Uccise una ragazza in riva al Piave, i giudici: «Biscaro era consapevole»
Fabrizio Biscaro era consapevole quando uccise Elisa Campeol.
Nelle motivazioni della sentenza di primo grado, si evidenzia come le sue dichiarazioni in cui sosteneva che era stato “Spinto da delle voci” a commettere il delitto, erano frutto di ricordi di altri pazienti in cura, come lui, al centro di salute mentale dell'Ulss 2.
Lo scorso febbraio il 37enne era stato condannato a 25 anni di reclusione, per aver accoltellato e massacrato Elisa Campeol, 35enne barista pievigina. Il terribile omicidio si consumò nel giugno 2021, un femminicidio che sconvolse non solo la Marca.
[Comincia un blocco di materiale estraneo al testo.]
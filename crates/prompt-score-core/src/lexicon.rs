//! Keyword lexicons used by the scoring engine.
//!
//! A [`Lexicon`] holds three term sets: titration context keywords, objective
//! verbs/interrogatives, and measurement units. Every term is stored lowercase
//! and matched as a plain substring of the lowercased prompt, so `"ph"` also
//! matches inside `"phenol"`. Each distinct term counts once, however often it
//! appears.

use std::collections::HashSet;
use std::sync::LazyLock;

use aho_corasick::AhoCorasick;
use serde::{Deserialize, Serialize};

use crate::error::{ConfigError, ConfigResult};

/// Built-in context keywords for acid–base titration prompts.
pub const CONTEXT_KEYWORDS: &[&str] = &[
    "valoración",
    "titulación",
    "ácido",
    "base",
    "hcl",
    "naoh",
    "h2so4",
    "koh",
    "indicador",
    "fenolftaleína",
    "naranja de metilo",
    "bureta",
    "erlenmeyer",
    "pipeta",
    "ph",
    "neutralización",
];

/// Built-in verbs and interrogatives that signal a stated objective.
pub const OBJECTIVE_VERBS: &[&str] = &[
    "calcular",
    "determinar",
    "explicar",
    "entender",
    "verificar",
    "analizar",
    "interpretar",
    "ayuda",
    "necesito",
    "cómo",
    "qué",
    "por qué",
    "cuál",
    "dónde",
];

/// Built-in measurement units.
pub const UNITS: &[&str] = &["ml", "l", "m", "mol", "g", "mg", "ph", "poh"];

static BUILTIN: LazyLock<Lexicon> = LazyLock::new(|| {
    Lexicon::from_terms(CONTEXT_KEYWORDS, OBJECTIVE_VERBS, UNITS)
        .expect("built-in lexicon is valid")
});

/// Extra lexicon entries supplied through configuration.
///
/// Entries extend the built-in lists; they never replace them.
#[derive(Debug, Clone, Default, Deserialize, Serialize, PartialEq, Eq)]
#[serde(default)]
pub struct LexiconConfig {
    /// Additional context keywords.
    pub context_keywords: Vec<String>,
    /// Additional objective verbs or interrogatives.
    pub objective_verbs: Vec<String>,
    /// Additional measurement units.
    pub units: Vec<String>,
}

impl LexiconConfig {
    /// Returns `true` when no extra entries are configured.
    pub fn is_empty(&self) -> bool {
        self.context_keywords.is_empty() && self.objective_verbs.is_empty() && self.units.is_empty()
    }
}

/// A deduplicated, lowercase set of terms with a compiled substring matcher.
#[derive(Debug, Clone)]
pub struct TermSet {
    terms: Vec<String>,
    matcher: AhoCorasick,
}

impl TermSet {
    fn new<I, S>(terms: I) -> ConfigResult<Self>
    where
        I: IntoIterator<Item = S>,
        S: AsRef<str>,
    {
        let mut seen = HashSet::new();
        let terms: Vec<String> = terms
            .into_iter()
            .map(|t| t.as_ref().trim().to_lowercase())
            .filter(|t| !t.is_empty() && seen.insert(t.clone()))
            .collect();
        let matcher = AhoCorasick::new(&terms).map_err(ConfigError::Lexicon)?;
        Ok(Self { terms, matcher })
    }

    /// The terms in this set, lowercase and in insertion order.
    pub fn terms(&self) -> &[String] {
        &self.terms
    }

    /// Number of terms in the set.
    pub fn len(&self) -> usize {
        self.terms.len()
    }

    /// Returns `true` if the set has no terms.
    pub fn is_empty(&self) -> bool {
        self.terms.is_empty()
    }

    /// Count how many distinct terms occur in `lowered`.
    ///
    /// `lowered` must already be lowercase.
    pub fn count_in(&self, lowered: &str) -> usize {
        self.found_in(lowered).len()
    }

    /// Return the distinct terms that occur in `lowered`, in lexicon order.
    pub fn found_in(&self, lowered: &str) -> Vec<&str> {
        let mut hit = vec![false; self.terms.len()];
        // Overlapping search so "mg" still reports "m" and "g".
        for m in self.matcher.find_overlapping_iter(lowered) {
            hit[m.pattern().as_usize()] = true;
        }
        self.terms
            .iter()
            .zip(hit)
            .filter_map(|(term, found)| found.then_some(term.as_str()))
            .collect()
    }
}

/// The three term sets consulted by the scoring engine.
#[derive(Debug, Clone)]
pub struct Lexicon {
    context_keywords: TermSet,
    objective_verbs: TermSet,
    units: TermSet,
}

impl Lexicon {
    /// Build a lexicon from explicit term lists.
    pub fn from_terms<S: AsRef<str>>(
        context_keywords: &[S],
        objective_verbs: &[S],
        units: &[S],
    ) -> ConfigResult<Self> {
        Ok(Self {
            context_keywords: TermSet::new(context_keywords)?,
            objective_verbs: TermSet::new(objective_verbs)?,
            units: TermSet::new(units)?,
        })
    }

    /// The shared built-in lexicon.
    pub fn builtin() -> &'static Self {
        &BUILTIN
    }

    /// Build the built-in lexicon extended with configured entries.
    #[tracing::instrument(skip_all)]
    pub fn extended(extra: &LexiconConfig) -> ConfigResult<Self> {
        if extra.is_empty() {
            return Ok(Self::builtin().clone());
        }
        tracing::debug!(
            context_keywords = extra.context_keywords.len(),
            objective_verbs = extra.objective_verbs.len(),
            units = extra.units.len(),
            "extending built-in lexicon"
        );
        let chain = |builtin: &[&str], more: &[String]| -> Vec<String> {
            builtin
                .iter()
                .map(|s| (*s).to_string())
                .chain(more.iter().cloned())
                .collect()
        };
        Ok(Self {
            context_keywords: TermSet::new(chain(CONTEXT_KEYWORDS, &extra.context_keywords))?,
            objective_verbs: TermSet::new(chain(OBJECTIVE_VERBS, &extra.objective_verbs))?,
            units: TermSet::new(chain(UNITS, &extra.units))?,
        })
    }

    /// Context keywords.
    pub const fn context_keywords(&self) -> &TermSet {
        &self.context_keywords
    }

    /// Objective verbs and interrogatives.
    pub const fn objective_verbs(&self) -> &TermSet {
        &self.objective_verbs
    }

    /// Measurement units.
    pub const fn units(&self) -> &TermSet {
        &self.units
    }
}

impl Default for Lexicon {
    fn default() -> Self {
        Self::builtin().clone()
    }
}

#[cfg(test)]
mod tests {
    use super::*;

    #[test]
    fn builtin_sizes() {
        let lex = Lexicon::builtin();
        assert_eq!(lex.context_keywords().len(), 16);
        assert_eq!(lex.objective_verbs().len(), 14);
        assert_eq!(lex.units().len(), 8);
    }

    #[test]
    fn builtin_terms_are_lowercase() {
        let lex = Lexicon::builtin();
        for set in [lex.context_keywords(), lex.objective_verbs(), lex.units()] {
            for term in set.terms() {
                assert_eq!(term, &term.to_lowercase());
            }
        }
    }

    #[test]
    fn repeated_term_counts_once() {
        let lex = Lexicon::builtin();
        assert_eq!(lex.context_keywords().count_in("hcl hcl hcl"), 1);
    }

    #[test]
    fn substring_match_without_word_boundary() {
        let lex = Lexicon::builtin();
        assert_eq!(lex.context_keywords().found_in("phola"), vec!["ph"]);
    }

    #[test]
    fn overlapping_units_all_reported() {
        let lex = Lexicon::builtin();
        let found = lex.units().found_in("5 mg");
        assert_eq!(found, vec!["m", "g", "mg"]);
    }

    #[test]
    fn multi_word_terms_match() {
        let lex = Lexicon::builtin();
        assert_eq!(
            lex.context_keywords().found_in("usé naranja de metilo"),
            vec!["naranja de metilo"]
        );
        assert!(lex.objective_verbs().found_in("no sé por qué").contains(&"por qué"));
    }

    #[test]
    fn extended_adds_and_normalizes_entries() {
        let extra = LexiconConfig {
            context_keywords: vec!["  Matraz ".to_string(), "HCl".to_string()],
            objective_verbs: vec![],
            units: vec!["mmol".to_string()],
        };
        let lex = Lexicon::extended(&extra).unwrap();
        // "hcl" is already built in and must not be duplicated
        assert_eq!(lex.context_keywords().len(), 17);
        assert!(lex.context_keywords().terms().iter().any(|t| t == "matraz"));
        assert_eq!(lex.units().len(), 9);
        assert_eq!(lex.objective_verbs().len(), 14);
    }

    #[test]
    fn empty_entries_are_dropped() {
        let extra = LexiconConfig {
            context_keywords: vec![String::new(), "   ".to_string()],
            ..LexiconConfig::default()
        };
        let lex = Lexicon::extended(&extra).unwrap();
        assert_eq!(lex.context_keywords().len(), 16);
        assert_eq!(lex.context_keywords().count_in("nothing here"), 0);
    }

    #[test]
    fn empty_config_is_builtin() {
        assert!(LexiconConfig::default().is_empty());
        let lex = Lexicon::extended(&LexiconConfig::default()).unwrap();
        assert_eq!(lex.units().terms(), Lexicon::builtin().units().terms());
    }
}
Una donna scelta a caso sul greto del Piave, mentre stava prendendo il sole all'Isola dei morti a Moriago, uccisa con trenta coltellate. Biscaro stesso agli inquirenti aveva riferito di aveva ucciso la prima persona che aveva incontrato. Dopo l'assassinio, ancora sporco di sangue, andò alla caserma dei carabinieri di Valdobbiadene consegnando l'arma del delitto, oltre a una “prova tangibile”.
La capacità di intendere e volere dell'operaio di Col San Martino sarà probabilmente un cardine del processo davanti alla Corte d'appello.
Già in primo grado si era assistito a uno scontro di perizie. Due psichiatri, il primo incaricato dal giudice per le indagini preliminari, l'altro dalla Corte d'assise, erano arrivati a conclusioni opposte sulla sua capacità di intendere e volere. L'accusa aveva chiesto l'ergastolo, la difesa l'assoluzione e la cura in un Rems, le strutture per le persone affette da disturbi mentali.
I giudici del primo grado avevano condannato Fabrizio Biscaro a 25 anni, accogliendo la superperizia che stabiliva come fosse lucido, o almeno consapevole, quando aveva ucciso. Le “voci” e “presenze” che l'omicida aveva riferito come impulso irrefrenabile, secondo la perizia, derivavano da quando aveva sentito da altre persone in cura al Centro di salute mentale di Pieve di Soligo. Il superperito era il responsabile dello stesso centro.
Biscaro, un passato difficile in famiglia, venne ricoverato in psichiatria all'ospedale di Conegliano quando aveva 32 anni. Seguì un percorso nel Csm, dove incontrò diversi psichiatri finché nel gennaio 2021 firmò la liberatoria per lasciare la struttura. Cinque mesi dopo, l'omicidio sul greto del fiume Piave.
La data del processo d'Appello ancora non è stata stabilita. É possibile che venga richiesta in quella sede una nuova perizia psichiatrica.